Going over the rest of your post, and assuming this is the gist of what the man has said, it seems that most of his statements are based on improper assumptions (interpersonal comparisons of demand before such demand has been manifested through purchases) and value judgments ("no American will pay more than 9.5% [proof? And 9.5% of what?]. Therefore, government should subsidize that [value judgment made; while these are not the exact words Gruber used, this is an assumed ethical norm, nonetheless]")
It's easy to believe that "economists" of Gruber's caliber constructed Obamacare.
If I had a cake and ate it, it can be concluded that I do not have it anymore. HHH
Gruber is the jagooff that wrote my "Public Health and Public Policy" textbook. Here is my review on Amazon. He's a charlatan of an economist.
He is one of "those" that uses economics as a political weapon because of the widespread ignorance of the subject.
sorry, 9.5% of income.
the questions were coming from random ppl. nothing deep at all, just 2-3 sentence replies.
REAL tough questions like: why didnt we put this into law immediately?...so people wouldnt be fighting it so much.
the whole text can be found here: http://www.thedailybeast.com/articles/2012/03/26/live-chat-on-healthcare-reform-with-economist-jonathan-gruber.html if you are inclined to read it only like 30 questions.
you are two for two in answering my posts and i thank you for taking time to help teach.
off the subject, do you know of any undergraduate and/or graduate university that embraces the austian school of thought? Or at least any great austrian professors out there still teaching today? i just got out of the Marine Corps and im going to be a full-time student in the coming months and i would like to goto a school where i can find a professor to help mentor me.
Are you Pizza Party or Em_?
Here's a list of schools that incorporate Austrian economics into their economic curricula along with what degrees are offered in each case: http://mises.org/classroom/gradschool.pdf
not sure what that means haha.
Thanks for the school list.
That question was directed to Aristophanes.

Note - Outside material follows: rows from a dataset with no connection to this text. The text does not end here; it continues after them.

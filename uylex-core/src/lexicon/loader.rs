//! Lexicon loading utilities
//!
//! This module provides `LexiconLoader` - a utility for loading lexicon text
//! from files, strings or readers and running transforms on it. This is used
//! by both the CLI and tests.
//!
//! # Example
//!
//! ```rust
//! use uylex_core::lexicon::loader::LexiconLoader;
//! use uylex_core::lexicon::normalizer::NormalizeOptions;
//! use uylex_core::lexicon::transforms::standard::NORMALIZATION;
//!
//! // From file
//! let loader = LexiconLoader::from_path("dict.flat").unwrap();
//! let lexicon = loader.normalize(NormalizeOptions::default()).unwrap();
//!
//! // From string
//! let loader = LexiconLoader::from_string("ئات\tDICT\thorse\n");
//! let lexicon = loader.with(&NORMALIZATION).unwrap();
//! ```

use crate::lexicon::charset::split_lines;
use crate::lexicon::entry::{EntryError, LexEntry};
use crate::lexicon::normalizer::{NormalizeOptions, NormalizedLexicon, Normalizer};
use crate::lexicon::postag::{PosTag, UnknownTag};
use crate::lexicon::transforms::{Transform, TransformError};
use std::fs;
use std::io::Read;
use std::path::Path;
use thiserror::Error;

/// Error that can occur when loading lexicons
#[derive(Debug, Error)]
pub enum LoaderError {
    /// IO error when reading input
    #[error("IO error: {0}")]
    Io(#[from] std::io::Error),
    /// Transform error
    #[error("Transform error: {0}")]
    Transform(#[from] TransformError),
    /// A line that is not a lexicon entry
    #[error("line {line}: {source}")]
    Entry { line: usize, source: EntryError },
    /// A line of a tag file that is not a part-of-speech tag
    #[error("line {line}: {source}")]
    Tag { line: usize, source: UnknownTag },
}

/// Lexicon loader with transform shortcuts
pub struct LexiconLoader {
    source: String,
}

impl LexiconLoader {
    /// Load from a file path
    pub fn from_path<P: AsRef<Path>>(path: P) -> Result<Self, LoaderError> {
        let source = fs::read_to_string(path)?;
        Ok(LexiconLoader { source })
    }

    /// Load from a string
    pub fn from_string<S: Into<String>>(source: S) -> Self {
        LexiconLoader {
            source: source.into(),
        }
    }

    /// Load everything a reader yields (e.g. stdin)
    pub fn from_reader<R: Read>(mut reader: R) -> Result<Self, LoaderError> {
        let mut source = String::new();
        reader.read_to_string(&mut source)?;
        Ok(LexiconLoader { source })
    }

    /// Run a custom transform on the source
    ///
    /// This is the generic method the shortcuts use internally.
    pub fn with<O: 'static>(&self, transform: &Transform<String, O>) -> Result<O, LoaderError> {
        Ok(transform.run(self.source.clone())?)
    }

    /// Normalize the source as a flat dictionary
    pub fn normalize(&self, options: NormalizeOptions) -> Result<NormalizedLexicon, LoaderError> {
        self.with(Normalizer::new(options).transform())
    }

    /// Parse every line of the source as a lexicon entry
    ///
    /// Unlike the normalizer, which counts and skips malformed lines, this
    /// fails on the first one, reporting its 1-based line number.
    pub fn entries(&self) -> Result<Vec<LexEntry>, LoaderError> {
        split_lines(&self.source)
            .into_iter()
            .enumerate()
            .map(|(index, line)| {
                LexEntry::parse(line).map_err(|source| LoaderError::Entry {
                    line: index + 1,
                    source,
                })
            })
            .collect()
    }

    /// Parse every line of the source as a part-of-speech tag
    pub fn tags(&self) -> Result<Vec<PosTag>, LoaderError> {
        split_lines(&self.source)
            .into_iter()
            .enumerate()
            .map(|(index, line)| {
                line.parse().map_err(|source| LoaderError::Tag {
                    line: index + 1,
                    source,
                })
            })
            .collect()
    }

    /// Source split into lines
    pub fn lines(&self) -> impl Iterator<Item = &str> {
        split_lines(&self.source).into_iter()
    }

    /// Get a reference to the raw source string
    pub fn source_ref(&self) -> &str {
        &self.source
    }
}
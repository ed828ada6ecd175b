use assert_cmd::cargo::cargo_bin_cmd;
use predicates::prelude::*;
use std::fs;
use tempfile::TempDir;

const GRAMMAR: &str = "\
::uig /(.*)لار$/$1/ ::synt lexical noun stemming
::uig لىق ::synt noun suffix ::function adjectivizer
::uig دا ::synt noun suffix ::function locative ::eng in
::uig نىڭ ::synt noun suffix ::function genitive ::eng 's
";

fn write(dir: &TempDir, name: &str, contents: &str) -> String {
    let path = dir.path().join(name);
    fs::write(&path, contents).unwrap();
    path.to_string_lossy().into_owned()
}

#[test]
fn normalize_from_stdin() {
    let mut cmd = cargo_bin_cmd!("uylex");
    cmd.arg("normalize")
        .write_stdin("ئات\tDICT\thorse; steed\nbroken\n");

    cmd.assert()
        .success()
        .stdout("ئات\tDICT\thorse\nئات\tDICT\tsteed\n")
        .stderr(predicate::str::contains("1 bad 0 too many target words 2 wrote"));
}

#[test]
fn normalize_carriage_return_input() {
    let mut cmd = cargo_bin_cmd!("uylex");
    cmd.arg("normalize")
        .write_stdin("ئات\tDICT\thorse\rئالما\tDICT\tapple\r");

    cmd.assert()
        .success()
        .stdout("ئات\tDICT\thorse\nئالما\tDICT\tapple\n")
        .stderr(predicate::str::contains("0 bad 0 too many target words 2 wrote"));
}

#[test]
fn normalize_files_and_explanation() {
    let dir = TempDir::new().unwrap();
    let input = write(&dir, "dict.flat", "ئات\tDICT\thorse, steed\n");
    let output = dir.path().join("dict.lex");
    let report = dir.path().join("dict.explain");

    let mut cmd = cargo_bin_cmd!("uylex");
    cmd.arg("normalize")
        .arg("-i")
        .arg(&input)
        .arg("-o")
        .arg(&output)
        .arg("-e")
        .arg(&report)
        .arg("--nosplit");
    cmd.assert().success();

    assert_eq!(fs::read_to_string(&output).unwrap(), "ئات\tDICT\thorse, steed\n");
    assert!(fs::read_to_string(&report).unwrap().starts_with("»ئات«\n(original)\n"));
}

#[test]
fn normalize_stats_json() {
    let mut cmd = cargo_bin_cmd!("uylex");
    cmd.arg("normalize")
        .arg("--stats-json")
        .write_stdin("ئات\tDICT\thorse\n");

    cmd.assert().success().stderr(predicate::str::contains(
        r#"{"bad":0,"too_many_words":0,"written":1}"#,
    ));
}

#[test]
fn normalize_reads_config_file() {
    let dir = TempDir::new().unwrap();
    let config = write(&dir, "uylex.toml", "[normalize]\nsplit = false\n");

    let mut cmd = cargo_bin_cmd!("uylex");
    cmd.arg("--config")
        .arg(&config)
        .arg("normalize")
        .write_stdin("ئات\tDICT\thorse; steed\n");

    cmd.assert().success().stdout("ئات\tDICT\thorse; steed\n");
}

#[test]
fn pos_tag_lines() {
    let mut cmd = cargo_bin_cmd!("uylex");
    cmd.arg("pos-tag").write_stdin("horse\nto run\nred\n");

    cmd.assert().success().stdout("NOUN\nVERB\nADJ\n");
}

#[test]
fn pos_tag_lexicon_targets() {
    let mut cmd = cargo_bin_cmd!("uylex");
    cmd.arg("pos-tag")
        .arg("--lexicon")
        .write_stdin("ئات\tDICT\thorse\nبارماق\tDICT\tto go\n");

    cmd.assert().success().stdout("NOUN\nVERB\n");
}

#[test]
fn stem_writes_sibling_files() {
    let dir = TempDir::new().unwrap();
    let grammar = write(&dir, "grammar.txt", GRAMMAR);
    let lexicon = write(&dir, "dict", "ئاتلار\tDICT\thorses\nقىزىللار\tDICT\treds\n");
    write(&dir, "dict.postags", "NOUN\nADJ\n");

    let mut cmd = cargo_bin_cmd!("uylex");
    cmd.arg("stem").arg(&grammar).arg(&lexicon);
    cmd.assert().success();

    let stemmed = fs::read_to_string(dir.path().join("dict.stemmed")).unwrap();
    let tags = fs::read_to_string(dir.path().join("dict.stemmed.postags")).unwrap();
    assert_eq!(stemmed, "ئات\tDICT\thorses\n");
    assert_eq!(tags, "NOUN\n");
}

#[test]
fn stem_missing_tags_fails() {
    let dir = TempDir::new().unwrap();
    let grammar = write(&dir, "grammar.txt", GRAMMAR);
    let lexicon = write(&dir, "dict", "ئاتلار\tDICT\thorses\n");

    let mut cmd = cargo_bin_cmd!("uylex");
    cmd.arg("stem").arg(&grammar).arg(&lexicon);
    cmd.assert()
        .failure()
        .stderr(predicate::str::starts_with("Error: Failed to read"));
}

#[test]
fn expand_from_stdin() {
    let dir = TempDir::new().unwrap();
    let grammar = write(&dir, "grammar.txt", GRAMMAR);
    let pertainyms = write(&dir, "pertainyms.txt", "::s-noun gold ::t-adj golden\n");

    let mut cmd = cargo_bin_cmd!("uylex");
    cmd.arg("expand")
        .arg(&grammar)
        .arg(&pertainyms)
        .write_stdin("ئالتۇن\tDICT\tgold\nئەخمەت\tPER\tAhmet\n");

    cmd.assert().success().stdout(
        "ئالتۇن\tDICT\tgold\n\
         ئالتۇنلىق\tDICT\tgolden\n\
         ئالتۇندا\tDICT\tin gold\n\
         ئالتۇننىڭ\tDICT\tgold 's\n\
         ئەخمەت\tPER\tAhmet\n\
         ئەخمەتلىق\tPER\tAhmet\n\
         ئەخمەتنىڭ\tPER\tAhmet 's\n",
    );
}

#[test]
fn expand_rejects_malformed_lines() {
    let dir = TempDir::new().unwrap();
    let grammar = write(&dir, "grammar.txt", GRAMMAR);
    let pertainyms = write(&dir, "pertainyms.txt", "");

    let mut cmd = cargo_bin_cmd!("uylex");
    cmd.arg("expand")
        .arg(&grammar)
        .arg(&pertainyms)
        .write_stdin("not a lexicon line\n");

    cmd.assert()
        .failure()
        .stderr(predicate::str::contains("line 1: expected 3 tab-separated fields"));
}
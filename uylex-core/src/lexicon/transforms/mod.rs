//! Transform pipeline infrastructure
//!
//! The normalizer is a chain of stages, each turning one intermediate form
//! of the lexicon into the next. Stages implement [`Runnable`]; a
//! [`Transform`] wraps any runnable and chains further stages with
//! [`Transform::then`], with the compiler checking that each stage's input
//! type matches the previous stage's output:
//!
//! ```rust,ignore
//! let pipeline = Transform::from_fn(|source: String| Ok(source))
//!     .then(CharsetSanitation::new())              // String → SanitizedLexicon
//!     .then(EntryCleaning::new(options, splitter)) // SanitizedLexicon → CleanedLexicon
//!     .then(SenseResolution::new(options));        // CleanedLexicon → NormalizedLexicon
//! ```
//!
//! Common pipelines are pre-built in [`standard`] as lazily initialized
//! statics.
//!
//! # Module Organization
//!
//! - [`stages`]: Individual stages (sanitation, cleaning, resolution)
//! - [`standard`]: Pre-built transform combinations

pub mod stages;
pub mod standard;

use thiserror::Error;

/// Error that can occur during transformation
#[derive(Debug, Clone, PartialEq, Error)]
pub enum TransformError {
    /// Generic error with message
    #[error("{0}")]
    Error(String),
}

impl From<String> for TransformError {
    fn from(s: String) -> Self {
        TransformError::Error(s)
    }
}

impl From<&str> for TransformError {
    fn from(s: &str) -> Self {
        TransformError::Error(s.to_string())
    }
}

/// Trait for anything that can transform an input to an output
///
/// This is implemented by individual transformation stages.
/// The `Transform` struct composes multiple `Runnable` implementations.
pub trait Runnable<I, O> {
    /// Execute this transformation on the input
    fn run(&self, input: I) -> Result<O, TransformError>;
}

/// A composable transformation pipeline
///
/// `Transform<I, O>` represents a transformation from type `I` to type `O`.
/// Transforms are `Send + Sync` so they can live in statics.
pub struct Transform<I, O> {
    run_fn: Box<dyn Fn(I) -> Result<O, TransformError> + Send + Sync>,
}

impl<I, O> Transform<I, O> {
    /// Create a transform from a function
    pub fn from_fn<F>(f: F) -> Self
    where
        F: Fn(I) -> Result<O, TransformError> + Send + Sync + 'static,
    {
        Transform {
            run_fn: Box::new(f),
        }
    }

    /// Add a stage to this transform, returning a new transform with extended output type
    ///
    /// This is the core composition method. It chains this transform's output into
    /// the next stage's input, creating a new transform from `I` to `O2`.
    pub fn then<O2, S>(self, stage: S) -> Transform<I, O2>
    where
        S: Runnable<O, O2> + Send + Sync + 'static,
        I: 'static,
        O: 'static,
        O2: 'static,
    {
        let prev_run = self.run_fn;
        Transform {
            run_fn: Box::new(move |input| {
                let intermediate = prev_run(input)?;
                stage.run(intermediate)
            }),
        }
    }

    /// Execute this transform on the given input
    pub fn run(&self, input: I) -> Result<O, TransformError> {
        (self.run_fn)(input)
    }
}

// Transforms can be used as stages of other transforms
impl<I, O> Runnable<I, O> for Transform<I, O>
where
    I: 'static,
    O: 'static,
{
    fn run(&self, input: I) -> Result<O, TransformError> {
        Transform::run(self, input)
    }
}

It's obvious what the agenda is. First, make the fraudulently named "health insurance" compulsory. Second, nationalize the insurance firms either explicitly or by setting the rules of policies so that the outcome is essentially the entire working population paying in the same amount for every type of service- i.e., elimination of risk pools into one uniform pool with automatic acceptance and one universal fee- i.e., the Canadian system with a nominally private veneer.